THE PROBLEM
Check each line of the entries below for the word "match", and copy the lines that have it.
(DATASET RECORDS Opens)
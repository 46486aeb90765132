//! CLI command handling
//!
//! Resolves configuration, drives the framework and formats output.

use colored::Colorize;

use crate::commands::{Commands, SourceArgs};
use crate::common::config::Config;
use crate::common::{Error, Result};
use crate::framework::Framework;

/// Dispatch a CLI command
///
/// Returns whether every test passed.
pub async fn dispatch(command: Commands) -> Result<bool> {
    match command {
        Commands::Run {
            source,
            host,
            parallel,
            quiet,
        } => {
            let mut config = resolve_config(&source)?;
            if let Some(host) = host {
                config.target.host = host;
            }
            if let Some(parallel) = parallel {
                config.runner.parallelism = parallel.max(1);
            }

            println!(
                "\n{} {}",
                "Running against".blue().bold(),
                config.target.host.white().bold()
            );
            let framework = Framework::from_config(&config)?.with_progress(!quiet);
            let report = framework.run().await?;
            report.print_summary();
            Ok(report.is_success())
        }

        Commands::List { source } => {
            let config = resolve_config(&source)?;
            let framework = Framework::from_config(&config)?;
            for line in framework.list()? {
                println!("{}", line);
            }
            Ok(true)
        }
    }
}

/// Load the config file and apply data directory overrides
fn resolve_config(source: &SourceArgs) -> Result<Config> {
    let mut config = match &source.config {
        Some(path) => Config::load_from(path)?,
        None => Config::load()?,
    };
    if !source.dirs.is_empty() {
        config.data.dirs = source.dirs.clone();
    }
    if config.data.dirs.is_empty() {
        return Err(Error::Config(
            "No data directories given. Pass them as arguments or set data.dirs in the config file"
                .to_string(),
        ));
    }
    Ok(config)
}
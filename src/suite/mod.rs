//! Suite registration
//!
//! A suite is a tree of groups and leaves. Every group may carry hooks that
//! run around each leaf in its subtree: pre-leaf hooks outermost first,
//! post-leaf hooks innermost first.

mod runner;

pub use runner::{LeafReport, Outcome, RunReport, Runner};

use async_trait::async_trait;
use futures_util::future::BoxFuture;
use std::sync::Arc;

use crate::common::Result;
use crate::context::ContextSnapshot;

/// Executable body of a leaf
pub type LeafBody = Arc<dyn Fn() -> BoxFuture<'static, Result<()>> + Send + Sync>;

/// Hooks a group runs around every leaf in its subtree
#[async_trait]
pub trait LeafHooks: Send + Sync {
    /// Prepare shared state; the returned snapshot is handed back afterwards
    async fn before_leaf(&self) -> Result<ContextSnapshot>;

    /// Finish a leaf; `None` when `before_leaf` failed or never ran
    async fn after_leaf(&self, snapshot: Option<ContextSnapshot>) -> Result<()>;
}

/// A single test
pub struct Leaf {
    pub label: String,
    body: LeafBody,
}

impl Leaf {
    pub fn new(label: impl Into<String>, body: LeafBody) -> Self {
        Self {
            label: label.into(),
            body,
        }
    }
}

/// A node aggregating leaves and nested groups
pub struct Group {
    pub label: String,
    hooks: Option<Arc<dyn LeafHooks>>,
    groups: Vec<Group>,
    leaves: Vec<Leaf>,
}

impl Group {
    pub fn new(label: impl Into<String>) -> Self {
        Self {
            label: label.into(),
            hooks: None,
            groups: Vec::new(),
            leaves: Vec::new(),
        }
    }

    /// Attach the hooks run around each leaf of this subtree
    pub fn set_hooks(&mut self, hooks: Arc<dyn LeafHooks>) {
        self.hooks = Some(hooks);
    }

    pub fn add_group(&mut self, group: Group) {
        self.groups.push(group);
    }

    pub fn add_leaf(&mut self, leaf: Leaf) {
        self.leaves.push(leaf);
    }

    pub fn groups(&self) -> &[Group] {
        &self.groups
    }

    pub fn leaves(&self) -> &[Leaf] {
        &self.leaves
    }

    /// Leaves in the whole subtree
    pub fn leaf_count(&self) -> usize {
        self.leaves.len() + self.groups.iter().map(Group::leaf_count).sum::<usize>()
    }

    /// Indented outline of the tree
    pub fn outline(&self) -> Vec<String> {
        let mut lines = Vec::new();
        self.outline_into(0, &mut lines);
        lines
    }

    fn outline_into(&self, depth: usize, lines: &mut Vec<String>) {
        let indent = "  ".repeat(depth);
        lines.push(format!("{}{}", indent, self.label));
        for group in &self.groups {
            group.outline_into(depth + 1, lines);
        }
        for leaf in &self.leaves {
            lines.push(format!("{}  - {}", indent, leaf.label));
        }
    }
}
//! Group teardown
//!
//! A cleaner runs once when every leaf under the group that binds it has
//! finished, with the group's variables as they were before any leaf ran.

use async_trait::async_trait;

use crate::common::Result;
use crate::context::Variables;
use crate::registry::{Named, Registry};

/// Named teardown action
#[async_trait]
pub trait Cleaner: Named + Send + Sync {
    async fn clean(&self, variables: &Variables) -> Result<()>;
}

pub type CleanerRegistry = Registry<dyn Cleaner>;

impl CleanerRegistry {
    pub fn cleaners() -> Self {
        Registry::new("cleaner")
    }
}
(DATASET RECORDS Closes)
REPLY TO THE EXERCISE
    match command {
    let mut config = match &source.config {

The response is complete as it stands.